We assumed that the populations were homogeneous with no host-specific attributes, such as age and immune status; closed, i.e. there were no births nor deaths in the country's population during the simulation period; homogeneously mixing so all individuals have the same rates of disease-causing contacts; and there were no behavioral changes that could affect disease transmission during the course of the outbreak and its propagation. We also did not account for differences in the mode of transportation (e.g. bus, car, or bicycle) and assumed that people did not make any travel stops during the course of their commute from one area to another.

Model experimentation, sensitivity analysis, and validation

We initiated outbreaks by converting a susceptible individual to infectious in specific nodes. In the first scenario, we seeded an infectious individual in Kigali, the capital of Rwanda, and the purported starting location of the 2009 pH1N1 outbreak in Rwanda. The results of this scenario were compared to observed data on the pandemic influenza outbreak in Rwanda11, specifically the observed outbreak length and order of infection of different populated areas. Assuming these simulations were sufficiently close to reality, we ran further simulations under various scenarios described below and compared their outcomes with each other (Supplementary Table S1).

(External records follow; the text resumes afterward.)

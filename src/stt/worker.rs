//! Adapter running a blocking recognizer on a dedicated worker thread.
//!
//! Audio is handed to the worker through a crossbeam queue and results come
//! back over a bounded tokio channel, so arrival order is preserved on both
//! sides. The worker polls its queue at a short bounded interval to notice
//! cancellation, and the returned segment stream joins the worker before it
//! ends.

use std::sync::Arc;
use std::time::Duration;

use async_trait::async_trait;
use bytes::Bytes;
use crossbeam_channel::{Receiver, RecvTimeoutError};
use futures_util::StreamExt;
use tokio::sync::mpsc;
use tokio_util::sync::CancellationToken;
use tracing::{debug, warn};

use super::{AudioStream, SegmentStream, SpeechBackend};
use crate::error::{Result, SpeechError};
use crate::pipeline::messages::TranscriptSegment;

/// How often the worker wakes to check for cancellation while idle.
pub const POLL_INTERVAL: Duration = Duration::from_millis(50);

const SEGMENT_QUEUE: usize = 64;

/// A recognizer whose calls block the calling thread (network or compute).
pub trait BlockingRecognizer: Send + Sync + 'static {
    /// Recognize audio pulled from `audio` until it is exhausted.
    ///
    /// `emit` delivers each segment in order and returns `false` once nobody
    /// is listening, at which point the recognizer should stop.
    ///
    /// # Errors
    ///
    /// Returns an error if recognition fails; segments emitted so far stand.
    fn recognize_stream(
        &self,
        audio: &mut dyn Iterator<Item = Bytes>,
        emit: &mut dyn FnMut(TranscriptSegment) -> bool,
    ) -> Result<()>;

    /// Recognize one batch of audio.
    ///
    /// # Errors
    ///
    /// Returns an error if recognition fails.
    fn recognize_batch(&self, audio: &[u8]) -> Result<Vec<TranscriptSegment>>;
}

/// Exposes a [`BlockingRecognizer`] as an async [`SpeechBackend`].
pub struct ThreadedRecognizer<R> {
    inner: Arc<R>,
}

impl<R: BlockingRecognizer> ThreadedRecognizer<R> {
    /// Wrap `recognizer`.
    pub fn new(recognizer: R) -> Self {
        Self {
            inner: Arc::new(recognizer),
        }
    }
}

/// Iterator over the worker's audio queue that ends when the sender closes
/// or the token is cancelled.
struct QueueIter {
    rx: Receiver<Bytes>,
    cancel: CancellationToken,
}

impl Iterator for QueueIter {
    type Item = Bytes;

    fn next(&mut self) -> Option<Bytes> {
        loop {
            if self.cancel.is_cancelled() {
                return None;
            }
            match self.rx.recv_timeout(POLL_INTERVAL) {
                Ok(chunk) => return Some(chunk),
                Err(RecvTimeoutError::Timeout) => {}
                Err(RecvTimeoutError::Disconnected) => return None,
            }
        }
    }
}

#[async_trait]
impl<R: BlockingRecognizer> SpeechBackend for ThreadedRecognizer<R> {
    async fn stream_recognize(&self, audio: AudioStream) -> Result<SegmentStream> {
        let (audio_tx, audio_rx) = crossbeam_channel::unbounded::<Bytes>();
        let (segment_tx, mut segment_rx) = mpsc::channel::<TranscriptSegment>(SEGMENT_QUEUE);
        let cancel = CancellationToken::new();

        let forward_cancel = cancel.clone();
        let forwarder = tokio::spawn(async move {
            let mut audio = audio;
            loop {
                tokio::select! {
                    () = forward_cancel.cancelled() => break,
                    chunk = audio.next() => match chunk {
                        Some(chunk) => {
                            if audio_tx.send(chunk).is_err() {
                                break;
                            }
                        }
                        None => break,
                    },
                }
            }
            // Dropping the sender is the end-of-audio sentinel for the worker.
            drop(audio_tx);
        });

        let inner = Arc::clone(&self.inner);
        let mut queue = QueueIter {
            rx: audio_rx,
            cancel: cancel.clone(),
        };
        let worker = tokio::task::spawn_blocking(move || {
            let mut emit = |segment: TranscriptSegment| segment_tx.blocking_send(segment).is_ok();
            if let Err(e) = inner.recognize_stream(&mut queue, &mut emit) {
                warn!(error = %e, "recognition worker failed");
            }
            debug!("recognition worker finished");
        });

        let guard = cancel.drop_guard();
        Ok(Box::pin(async_stream::stream! {
            let _guard = guard;
            while let Some(segment) = segment_rx.recv().await {
                yield segment;
            }
            if let Err(e) = forwarder.await {
                warn!(error = %e, "audio forwarder task failed");
            }
            if let Err(e) = worker.await {
                warn!(error = %e, "recognition worker panicked");
            }
        }))
    }

    async fn recognize_batch(&self, audio: Bytes) -> Result<Vec<TranscriptSegment>> {
        let inner = Arc::clone(&self.inner);
        tokio::task::spawn_blocking(move || inner.recognize_batch(&audio))
            .await
            .map_err(|e| SpeechError::Stt(format!("recognition worker panicked: {e}")))?
    }
}
//! WebSocket synthesis client.
//!
//! One connection per synthesis. The client sends a `config` frame, one
//! `text` frame per text and a final `eos` frame. The server answers with
//! binary PCM frames (or JSON `audio` frames carrying base64 data) and a
//! `done` frame. Cancelling closes the socket with status 1011 and reason
//! `cancelled`.

use std::sync::{Mutex, MutexGuard};
use std::time::Duration;

use async_trait::async_trait;
use base64::Engine;
use base64::engine::general_purpose::STANDARD;
use bytes::Bytes;
use futures_util::{SinkExt, StreamExt};
use serde::Deserialize;
use serde_json::json;
use tokio::net::TcpStream;
use tokio::sync::mpsc;
use tokio_tungstenite::tungstenite::Message;
use tokio_tungstenite::tungstenite::protocol::CloseFrame;
use tokio_tungstenite::tungstenite::protocol::frame::coding::CloseCode;
use tokio_tungstenite::{MaybeTlsStream, WebSocketStream, connect_async};
use tokio_util::sync::CancellationToken;
use tracing::{debug, warn};

use super::{SpeechStream, TextStream, TtsBackend};
use crate::config::TtsConfig;
use crate::error::{Result, SpeechError};

const AUDIO_QUEUE: usize = 32;

type Socket = WebSocketStream<MaybeTlsStream<TcpStream>>;

/// A frame received from the synthesis server.
#[derive(Debug, Clone, PartialEq, Eq)]
pub enum ServerFrame {
    /// Synthesized audio.
    Audio(Bytes),
    /// The server finished the request.
    Done,
    /// The server rejected or failed the request.
    Error(String),
    /// Anything else (progress, keep-alive).
    Ignored,
}

#[derive(Deserialize)]
#[serde(tag = "type", rename_all = "lowercase")]
enum JsonFrame {
    Audio { data: String },
    Done,
    Error { message: String },
}

/// Decode a JSON text frame from the server.
pub fn parse_server_frame(text: &str) -> ServerFrame {
    match serde_json::from_str::<JsonFrame>(text) {
        Ok(JsonFrame::Audio { data }) => match STANDARD.decode(data.as_bytes()) {
            Ok(pcm) => ServerFrame::Audio(Bytes::from(pcm)),
            Err(e) => ServerFrame::Error(format!("invalid audio payload: {e}")),
        },
        Ok(JsonFrame::Done) => ServerFrame::Done,
        Ok(JsonFrame::Error { message }) => ServerFrame::Error(message),
        Err(_) => {
            debug!(frame = text, "ignoring server frame");
            ServerFrame::Ignored
        }
    }
}

/// Synthesizer speaking to a WebSocket TTS server.
#[derive(Debug)]
pub struct WebSocketTts {
    url: url::Url,
    voice: Option<String>,
    connect_timeout: Duration,
    /// Parent of every in-flight synthesis token; replaced on cancel.
    cancel: Mutex<CancellationToken>,
}

impl WebSocketTts {
    /// Build a client for `config.server_url`.
    ///
    /// # Errors
    ///
    /// Returns a config error if the URL is invalid or not ws(s).
    pub fn new(config: &TtsConfig) -> Result<Self> {
        let url = url::Url::parse(&config.server_url).map_err(|e| {
            SpeechError::Config(format!("invalid tts.server_url '{}': {e}", config.server_url))
        })?;
        if !matches!(url.scheme(), "ws" | "wss") {
            return Err(SpeechError::Config(format!(
                "tts.server_url must be ws or wss, got '{}'",
                url.scheme()
            )));
        }
        Ok(Self {
            url,
            voice: config.voice.clone(),
            connect_timeout: Duration::from_millis(config.connect_timeout_ms),
            cancel: Mutex::new(CancellationToken::new()),
        })
    }

    fn parent_token(&self) -> MutexGuard<'_, CancellationToken> {
        self.cancel.lock().unwrap_or_else(|e| e.into_inner())
    }

    async fn open(&self, texts: TextStream, burst: bool) -> Result<SpeechStream> {
        let token = self.parent_token().child_token();
        let connect = tokio::time::timeout(self.connect_timeout, connect_async(self.url.as_str()));
        let socket = tokio::select! {
            biased;
            () = token.cancelled() => {
                return Err(SpeechError::Tts("synthesis cancelled before connecting".into()));
            }
            connected = connect => match connected {
                Ok(Ok((socket, _response))) => socket,
                Ok(Err(e)) => return Err(SpeechError::Tts(format!("connect {}: {e}", self.url))),
                Err(_) => return Err(SpeechError::Tts(format!("connect {}: timed out", self.url))),
            },
        };
        debug!(url = %self.url, burst, "synthesis connected");

        let mut config = json!({ "type": "config" });
        if let Some(voice) = &self.voice {
            config["voice"] = json!(voice);
        }
        if burst {
            config["mode"] = json!("burst");
        }

        let (audio_tx, mut audio_rx) = mpsc::channel(AUDIO_QUEUE);
        let session_token = token.clone();
        let driver = tokio::spawn(async move {
            if let Err(e) = drive(socket, config, texts, audio_tx, session_token).await {
                warn!(error = %e, "synthesis session failed");
            }
        });

        let guard = token.drop_guard();
        Ok(Box::pin(async_stream::stream! {
            let _guard = guard;
            while let Some(chunk) = audio_rx.recv().await {
                yield chunk;
            }
            if let Err(e) = driver.await {
                warn!(error = %e, "synthesis task panicked");
            }
        }))
    }
}

/// Pump text out and audio in until the server is done or `cancel` fires.
async fn drive(
    socket: Socket,
    config: serde_json::Value,
    texts: TextStream,
    audio: mpsc::Sender<Bytes>,
    cancel: CancellationToken,
) -> Result<()> {
    let (mut write, mut read) = socket.split();
    let send_err = |e| SpeechError::Tts(format!("send: {e}"));
    write
        .send(Message::Text(config.to_string()))
        .await
        .map_err(send_err)?;

    let mut texts = Some(texts);
    loop {
        let chunk = tokio::select! {
            biased;
            () = cancel.cancelled() => {
                let frame = CloseFrame {
                    code: CloseCode::Error,
                    reason: "cancelled".into(),
                };
                if let Err(e) = write.send(Message::Close(Some(frame))).await {
                    debug!(error = %e, "close frame not delivered");
                }
                debug!("synthesis cancelled");
                return Ok(());
            }
            frame = read.next() => match frame {
                Some(Ok(Message::Binary(pcm))) => Bytes::from(pcm),
                Some(Ok(Message::Text(text))) => match parse_server_frame(&text) {
                    ServerFrame::Audio(pcm) => pcm,
                    ServerFrame::Done => {
                        if let Err(e) = write.send(Message::Close(None)).await {
                            debug!(error = %e, "close after done not delivered");
                        }
                        return Ok(());
                    }
                    ServerFrame::Error(message) => {
                        return Err(SpeechError::Tts(format!("server error: {message}")));
                    }
                    ServerFrame::Ignored => continue,
                },
                Some(Ok(Message::Close(_))) | None => return Ok(()),
                Some(Ok(_)) => continue,
                Some(Err(e)) => return Err(SpeechError::Tts(format!("receive: {e}"))),
            },
            text = next_text(&mut texts) => {
                let frame = match text {
                    Some(text) => json!({ "type": "text", "text": text }),
                    None => {
                        texts = None;
                        json!({ "type": "eos" })
                    }
                };
                write.send(Message::Text(frame.to_string())).await.map_err(send_err)?;
                continue;
            }
        };
        tokio::select! {
            biased;
            () = cancel.cancelled() => {}
            sent = audio.send(chunk) => {
                if sent.is_err() {
                    cancel.cancel();
                }
            }
        }
    }
}

/// Next text to send; pending forever once the text stream has ended.
async fn next_text(texts: &mut Option<TextStream>) -> Option<String> {
    match texts {
        Some(stream) => stream.next().await,
        None => std::future::pending().await,
    }
}

#[async_trait]
impl TtsBackend for WebSocketTts {
    async fn synthesize_stream(&self, texts: TextStream) -> Result<SpeechStream> {
        self.open(texts, false).await
    }

    async fn synthesize_once(&self, text: &str) -> Result<SpeechStream> {
        let texts: TextStream = Box::pin(futures_util::stream::iter([text.to_owned()]));
        self.open(texts, true).await
    }

    async fn cancel(&self) {
        let previous = std::mem::replace(&mut *self.parent_token(), CancellationToken::new());
        previous.cancel();
    }
}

To compare disease spread under different starting circumstances, we separately seeded another big city, Rubavu, and a smaller town Kibungo, the second and the last places documented to have had pH1N1 infected individuals11.

The effect of vaccinating Kigali's population was simulated assuming a vaccine with 80% efficacy20,21. For sensitivity analysis, we varied vaccine efficacies from 50 to 90%, and the vaccine coverage of Kigali's population from 20 to 100%. Effectively immunized individuals (product of Kigali's population, proportion vaccinated, and vaccine efficacy) were considered fully immune and transferred to the "Recovered" compartment prior to start of the simulations. The other seeded cities, Rubavu and Kibungo, were also vaccinated similarly, and comparisons were made across different vaccination scenarios: comparing outbreaks originating in Rubavu/Kibungo without any vaccinations, and those with vaccinations in either Kigali, Rubavu/Kibungo, or both Kigali and Rubavu/Kibungo.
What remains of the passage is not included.